Am kommenden Wochenende gastiert die Internationale Deutsche Rallyemeisterschaft in der Eifel. Rund um die Stadt Daun werden die Teams hier ihre Kräfte messen. Die Veranstaltung steht in diesem Jahr erstmals im Rallyekalender der Meisterschaft und ist daher für viele Fahrer und ihre Copiloten absolutes Neuland.

 

So auch für Carsten Mohe: "Ich kenne nur zwei der insgesamt 16 Prüfungen, da diese vor Jahren bei der Deutschland Rallye mit gefahren wurden. Alle anderen muss ich erst kennen lernen.
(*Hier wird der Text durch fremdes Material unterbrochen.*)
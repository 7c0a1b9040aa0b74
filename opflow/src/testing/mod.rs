//! Testing utilities for opflow pipelines.
//!
//! This module provides:
//! - Mock ops that record what they observed
//! - Assertions for tags and run results
//! - Builders for standalone op contexts

mod assertions;
mod mocks;

pub use assertions::{
    assert_invocation_status, assert_output_status, assert_run_failed, assert_run_succeeded,
    assert_tags_eq,
};
pub use mocks::{FailingOp, RecordedExecution, RecordingOp, SlowOp};

use crate::context::{OpContext, PipelineContext, RunIdentity};
use crate::core::Tags;
use crate::definitions::{DefinitionRegistry, OpDefinition};
use crate::invocation::{resolve, InvocationSpec, ResolvedInvocation};
use crate::ops::NoOp;
use std::collections::HashMap;
use std::sync::Arc;

/// Resolves a single unaliased invocation of a no-op definition with the
/// given declared tags.
///
/// # Panics
///
/// Panics if `definition` is not a valid name.
#[must_use]
pub fn resolved_for<const N: usize>(definition: &str, tags: [(&str, &str); N]) -> ResolvedInvocation {
    let mut registry = DefinitionRegistry::new();
    registry
        .register(OpDefinition::new(definition, Arc::new(NoOp)).with_tags(Tags::from(tags)))
        .unwrap_or_else(|e| panic!("invalid test definition: {e}"));
    resolve(&registry, &[InvocationSpec::new(definition)])
        .unwrap_or_else(|e| panic!("test invocation did not resolve: {e}"))
        .remove(0)
}

/// Builds an op context for a standalone invocation with no upstreams.
///
/// # Panics
///
/// Panics if `definition` is not a valid name.
#[must_use]
pub fn op_context_for<const N: usize>(definition: &str, tags: [(&str, &str); N]) -> OpContext {
    let pipeline_ctx = Arc::new(PipelineContext::new(RunIdentity::new()));
    OpContext::new(
        pipeline_ctx,
        Arc::new(resolved_for(definition, tags)),
        HashMap::new(),
    )
}
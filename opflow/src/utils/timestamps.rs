//! UTC timestamp helpers.

use chrono::{DateTime, SecondsFormat, Utc};

/// A UTC timestamp; serializes as RFC 3339.
pub type Timestamp = DateTime<Utc>;

/// Returns the current UTC timestamp.
#[must_use]
pub fn now_utc() -> Timestamp {
    Utc::now()
}

/// Returns the current UTC time as RFC 3339 text with microseconds,
/// e.g. `2024-05-01T12:00:00.000000+00:00`.
#[must_use]
pub fn iso_timestamp() -> String {
    format_iso8601(&now_utc())
}

/// Formats a timestamp the way [`iso_timestamp`] does.
#[must_use]
pub fn format_iso8601(dt: &Timestamp) -> String {
    dt.to_rfc3339_opts(SecondsFormat::Micros, false)
}
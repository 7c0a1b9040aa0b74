//! Turns invocation specs into resolved invocations.

use super::{InvocationSpec, ResolvedInvocation};
use crate::definitions::{validate_name, DefinitionRegistry};
use crate::errors::{DuplicateIdentityError, ResolutionError};
use std::collections::HashSet;
use tracing::{debug, info};

/// Resolves invocation specs against a definition registry.
#[derive(Debug, Clone, Copy)]
pub struct InvocationResolver<'a> {
    registry: &'a DefinitionRegistry,
}

impl<'a> InvocationResolver<'a> {
    /// Creates a resolver reading from `registry`.
    #[must_use]
    pub fn new(registry: &'a DefinitionRegistry) -> Self {
        Self { registry }
    }

    /// Resolves every spec, in order.
    ///
    /// Each spec's identity is its alias, or the definition name when it has
    /// none. Effective tags start from the definition's declared tags and
    /// take every overlay entry on top, so overlay values win on collision.
    /// The returned list has the same order as `specs`.
    ///
    /// # Errors
    ///
    /// Stops at the first violation and returns nothing else:
    /// - [`ResolutionError::InvalidName`] if an alias is not a valid name,
    /// - [`ResolutionError::DuplicateIdentity`] if an identity repeats,
    /// - [`ResolutionError::UnknownDefinition`] if a definition is missing.
    pub fn resolve(&self, specs: &[InvocationSpec]) -> Result<Vec<ResolvedInvocation>, ResolutionError> {
        let mut seen: HashSet<&str> = HashSet::with_capacity(specs.len());
        let mut resolved = Vec::with_capacity(specs.len());

        for spec in specs {
            if let Some(alias) = spec.alias.as_deref() {
                validate_name(alias)?;
            }

            let identity = spec.identity();
            if !seen.insert(identity) {
                return Err(DuplicateIdentityError::new(identity, &spec.definition).into());
            }

            let definition = self.registry.lookup(&spec.definition)?;
            let effective_tags = definition.tags().merged_with(&spec.tags);

            debug!(
                identity = %identity,
                definition = %definition.name(),
                declared = definition.tags().len(),
                overlay = spec.tags.len(),
                effective = effective_tags.len(),
                "Resolved invocation"
            );

            resolved.push(ResolvedInvocation::new(
                identity.to_string(),
                definition,
                effective_tags,
                spec.depends_on.clone(),
            ));
        }

        info!(invocations = resolved.len(), "Resolved pipeline invocations");
        Ok(resolved)
    }
}

/// Resolves `specs` against `registry`.
///
/// Shorthand for `InvocationResolver::new(registry).resolve(specs)`.
///
/// # Errors
///
/// See [`InvocationResolver::resolve`].
pub fn resolve(
    registry: &DefinitionRegistry,
    specs: &[InvocationSpec],
) -> Result<Vec<ResolvedInvocation>, ResolutionError> {
    InvocationResolver::new(registry).resolve(specs)
}
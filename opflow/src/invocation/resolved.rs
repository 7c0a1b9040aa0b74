//! Resolved invocations: the units handed to the executor.

use crate::core::Tags;
use crate::definitions::OpDefinition;
use std::sync::Arc;

/// An invocation whose identity and effective tags have been computed.
///
/// The definition is shared with the registry; the effective tags are a
/// fresh mapping owned by this invocation alone.
#[derive(Debug, Clone)]
pub struct ResolvedInvocation {
    identity: String,
    definition: Arc<OpDefinition>,
    effective_tags: Tags,
    depends_on: Vec<String>,
}

impl ResolvedInvocation {
    pub(crate) fn new(
        identity: String,
        definition: Arc<OpDefinition>,
        effective_tags: Tags,
        depends_on: Vec<String>,
    ) -> Self {
        Self {
            identity,
            definition,
            effective_tags,
            depends_on,
        }
    }

    /// Returns the identity (alias) of the invocation.
    #[must_use]
    pub fn identity(&self) -> &str {
        &self.identity
    }

    /// Returns the invoked definition.
    #[must_use]
    pub fn definition(&self) -> &Arc<OpDefinition> {
        &self.definition
    }

    /// Returns the name of the invoked definition.
    #[must_use]
    pub fn definition_name(&self) -> &str {
        self.definition.name()
    }

    /// Returns true if the invocation is known under a name other than its
    /// definition's.
    #[must_use]
    pub fn is_aliased(&self) -> bool {
        self.identity != self.definition.name()
    }

    /// Returns the merged tags.
    #[must_use]
    pub fn effective_tags(&self) -> &Tags {
        &self.effective_tags
    }

    /// Returns the identities this invocation depends on.
    #[must_use]
    pub fn depends_on(&self) -> &[String] {
        &self.depends_on
    }
}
Aber wenn diese verbleibenden 14 so sind wie die beiden die ich kenne, dann wird es sicher eine schöne Rallye.?

 

Sehr selektive Strecken auf 95 Prozent Asphalt warten auf die Piloten. Ein Terrain welches Carsten Mohe und seinem Renault Mégane Maxi sehr zusagt. "Wenn es trocken bleibt können wir sicher ein paar gute Zeiten fahren. Aber die fehlende Streckenkenntnis wird sicher auch die eine oder andere Sekunde kosten.?

 

Dennoch wollen Carsten Mohe und sein Copilot Timo Gottschalk alles geben und unter die besten fünf Teams der Gesamtwertung fahren. Viel wichtiger als diese Platzierung, ist ihnen jedoch der Kampf in der Zweiliter-Klasse. Timo Gottschalk: "Wir liegen hier noch sehr aussichtsreich im Rennen und wir wollen und wir müssen um jeden Punkt kämpfen um am Ende der Meisterschaft unser Ziel realisieren zu können.?

 

Um diese Aufgabe erfüllen zu können wurde auch der Maxi wieder bestens vorbereitet. "Unser Reifenschaden bei der Saarland-Rallye hat doch ein paar größere Schäden am Auto hinterlassen als vermutet. Wir mussten uns ganz schön strecken um ihn bis zur Eifel-Rallye wieder wettkampftauglich zu bekommen.?, so Carsten Mohe.

 

Nach der Reparatur blieb dem Team auch noch etwas Zeit, um einige Testkilometer zu absolvieren. Dabei wurden vor allem einige neue Fahrwerksteile getestet. "Wir waren mit den Tests sehr zufrieden und fahren optimistisch in die Eifel."